Problem statement:
Find the string "matches" in the listing below and return each line it appears in.

□ □ □ □ □ □ □

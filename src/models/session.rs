use super::Line;

/// What the user is currently doing with the route editor.
///
/// Creating and Editing are mutually exclusive: entering one force-exits the other.
#[derive(Debug, Clone, PartialEq, Default)]
pub enum EditingSession {
    #[default]
    Idle,
    /// Drawing a new line; the draft is not part of the collection yet
    Creating(Line),
    /// Stations of the line at this index are draggable and deletable
    Editing(usize),
}

impl EditingSession {
    #[must_use]
    pub const fn is_idle(&self) -> bool {
        matches!(self, Self::Idle)
    }

    #[must_use]
    pub const fn is_creating(&self) -> bool {
        matches!(self, Self::Creating(_))
    }

    #[must_use]
    pub const fn editing_index(&self) -> Option<usize> {
        match self {
            Self::Editing(index) => Some(*index),
            _ => None,
        }
    }

    #[must_use]
    pub const fn draft(&self) -> Option<&Line> {
        match self {
            Self::Creating(draft) => Some(draft),
            _ => None,
        }
    }

    pub fn draft_mut(&mut self) -> Option<&mut Line> {
        match self {
            Self::Creating(draft) => Some(draft),
            _ => None,
        }
    }

    /// Whether stations of a finalized line may be dragged or deleted
    #[must_use]
    pub const fn is_line_mutable(&self, index: usize) -> bool {
        matches!(self, Self::Editing(i) if *i == index)
    }

    /// Start drawing `draft`. Returns the index of a line whose editing was force-exited.
    pub fn begin_creating(&mut self, draft: Line) -> Option<usize> {
        let exited = self.editing_index();
        *self = Self::Creating(draft);
        exited
    }

    /// Start editing a finalized line. Returns an unfinished draft that was discarded.
    pub fn begin_editing(&mut self, index: usize) -> Option<Line> {
        match std::mem::replace(self, Self::Editing(index)) {
            Self::Creating(draft) => Some(draft),
            _ => None,
        }
    }

    /// Take the draft out, leaving the session idle. `None` (and no change) when not creating.
    pub fn take_draft(&mut self) -> Option<Line> {
        if !self.is_creating() {
            return None;
        }
        match std::mem::take(self) {
            Self::Creating(draft) => Some(draft),
            _ => None,
        }
    }

    /// Leave editing mode. `None` (and no change) when not editing.
    pub fn exit_editing(&mut self) -> Option<usize> {
        let index = self.editing_index()?;
        *self = Self::Idle;
        Some(index)
    }

    pub fn reset(&mut self) {
        *self = Self::Idle;
    }
}

#[cfg(test)]
mod tests {
    use super::*;

    fn draft(name: &str) -> Line {
        Line::new_draft(name, "#123456").expect("valid draft")
    }

    #[test]
    fn test_default_is_idle() {
        assert!(EditingSession::default().is_idle());
    }

    #[test]
    fn test_creating_then_take_draft() {
        let mut session = EditingSession::Idle;
        assert_eq!(session.begin_creating(draft("L1")), None);
        assert!(session.is_creating());
        let taken = session.take_draft().expect("draft present");
        assert_eq!(taken.name, "L1");
        assert!(session.is_idle());
    }

    #[test]
    fn test_take_draft_when_editing_is_noop() {
        let mut session = EditingSession::Editing(2);
        assert!(session.take_draft().is_none());
        assert_eq!(session.editing_index(), Some(2));
    }

    #[test]
    fn test_begin_creating_force_exits_editing() {
        let mut session = EditingSession::Editing(1);
        assert_eq!(session.begin_creating(draft("L2")), Some(1));
        assert!(session.is_creating());
        assert!(!session.is_line_mutable(1));
    }

    #[test]
    fn test_begin_editing_discards_draft() {
        let mut session = EditingSession::Idle;
        session.begin_creating(draft("L1"));
        let discarded = session.begin_editing(0).expect("draft discarded");
        assert_eq!(discarded.name, "L1");
        assert_eq!(session.editing_index(), Some(0));
        assert!(session.draft().is_none());
    }

    #[test]
    fn test_line_mutability_follows_editing_index() {
        let mut session = EditingSession::Idle;
        assert!(!session.is_line_mutable(0));
        session.begin_editing(0);
        assert!(session.is_line_mutable(0));
        assert!(!session.is_line_mutable(1));
        assert_eq!(session.exit_editing(), Some(0));
        assert!(!session.is_line_mutable(0));
        assert_eq!(session.exit_editing(), None);
    }
}
use gloo_timers::callback::Timeout;
use std::cell::RefCell;
use std::rc::Rc;

/// One-shot timer owned by a [`Debouncer`]. Dropping it must cancel the action.
pub trait DebounceTimer: 'static {
    fn start(delay_ms: u32, action: impl FnOnce() + 'static) -> Self;
}

impl DebounceTimer for Timeout {
    fn start(delay_ms: u32, action: impl FnOnce() + 'static) -> Self {
        Timeout::new(delay_ms, action)
    }
}

/// Runs only the most recently scheduled action, once `delay_ms` pass without
/// another call. Each call restarts the wait.
pub struct Debouncer<T: DebounceTimer = Timeout> {
    delay_ms: u32,
    pending: Rc<RefCell<Option<T>>>,
}

impl<T: DebounceTimer> Clone for Debouncer<T> {
    fn clone(&self) -> Self {
        Self {
            delay_ms: self.delay_ms,
            pending: Rc::clone(&self.pending),
        }
    }
}

impl Debouncer {
    #[must_use]
    pub fn new(delay_ms: u32) -> Self {
        Self::with_timer(delay_ms)
    }
}

impl<T: DebounceTimer> Debouncer<T> {
    #[must_use]
    pub fn with_timer(delay_ms: u32) -> Self {
        Self {
            delay_ms,
            pending: Rc::new(RefCell::new(None)),
        }
    }

    pub fn schedule(&self, action: impl FnOnce() + 'static) {
        let timer = T::start(self.delay_ms, action);
        // Replacing drops, and so cancels, the previous timer; a fired one stays stored until replaced
        self.pending.borrow_mut().replace(timer);
    }

    pub fn cancel(&self) {
        self.pending.borrow_mut().take();
    }
}

#[cfg(test)]
mod tests {
    use super::*;
    use std::cell::Cell;
    use std::rc::Weak;

    type Slot = Rc<RefCell<Option<Box<dyn FnOnce()>>>>;

    thread_local! {
        static STARTED: RefCell<Vec<(u32, Weak<RefCell<Option<Box<dyn FnOnce()>>>>)>> = const { RefCell::new(Vec::new()) };
    }

    /// Timer driven by hand; a dropped timer can no longer fire
    struct ManualTimer {
        _slot: Slot,
    }

    impl DebounceTimer for ManualTimer {
        fn start(delay_ms: u32, action: impl FnOnce() + 'static) -> Self {
            let action: Box<dyn FnOnce()> = Box::new(action);
            let slot: Slot = Rc::new(RefCell::new(Some(action)));
            STARTED.with(|started| started.borrow_mut().push((delay_ms, Rc::downgrade(&slot))));
            Self { _slot: slot }
        }
    }

    /// Fire every timer that is still alive, returning how many ran
    fn fire_elapsed() -> usize {
        let slots: Vec<_> = STARTED.with(|started| started.borrow_mut().drain(..).collect());
        let mut fired = 0;
        for (_, slot) in slots {
            let action = slot.upgrade().and_then(|slot| slot.borrow_mut().take());
            if let Some(action) = action {
                action();
                fired += 1;
            }
        }
        fired
    }

    #[test]
    fn test_each_call_restarts_the_wait() {
        let debouncer = Debouncer::<ManualTimer>::with_timer(300);
        let last = Rc::new(Cell::new(""));

        for query in ["b", "ba", "bac"] {
            let last = Rc::clone(&last);
            debouncer.schedule(move || last.set(query));
        }

        assert_eq!(fire_elapsed(), 1);
        assert_eq!(last.get(), "bac");
    }

    #[test]
    fn test_uses_configured_delay() {
        let debouncer = Debouncer::<ManualTimer>::with_timer(300);
        debouncer.schedule(|| {});
        let delay = STARTED.with(|started| started.borrow().last().map(|(delay, _)| *delay));
        assert_eq!(delay, Some(300));
        fire_elapsed();
    }

    #[test]
    fn test_cancel_drops_pending_action() {
        let debouncer = Debouncer::<ManualTimer>::with_timer(300);
        let ran = Rc::new(Cell::new(false));
        let flag = Rc::clone(&ran);
        debouncer.schedule(move || flag.set(true));
        debouncer.cancel();

        assert_eq!(fire_elapsed(), 0);
        assert!(!ran.get());
    }

    #[test]
    fn test_clones_share_the_pending_action() {
        let debouncer = Debouncer::<ManualTimer>::with_timer(300);
        let other = debouncer.clone();
        let runs = Rc::new(Cell::new(0));

        let first = Rc::clone(&runs);
        debouncer.schedule(move || first.set(first.get() + 1));
        let second = Rc::clone(&runs);
        other.schedule(move || second.set(second.get() + 10));

        fire_elapsed();
        assert_eq!(runs.get(), 10);
    }
}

□ □ □ □ □ □ □

Answer to the problem:
        matches!(self, Self::Idle)
        matches!(self, Self::Creating(_))
        matches!(self, Self::Editing(i) if *i == index)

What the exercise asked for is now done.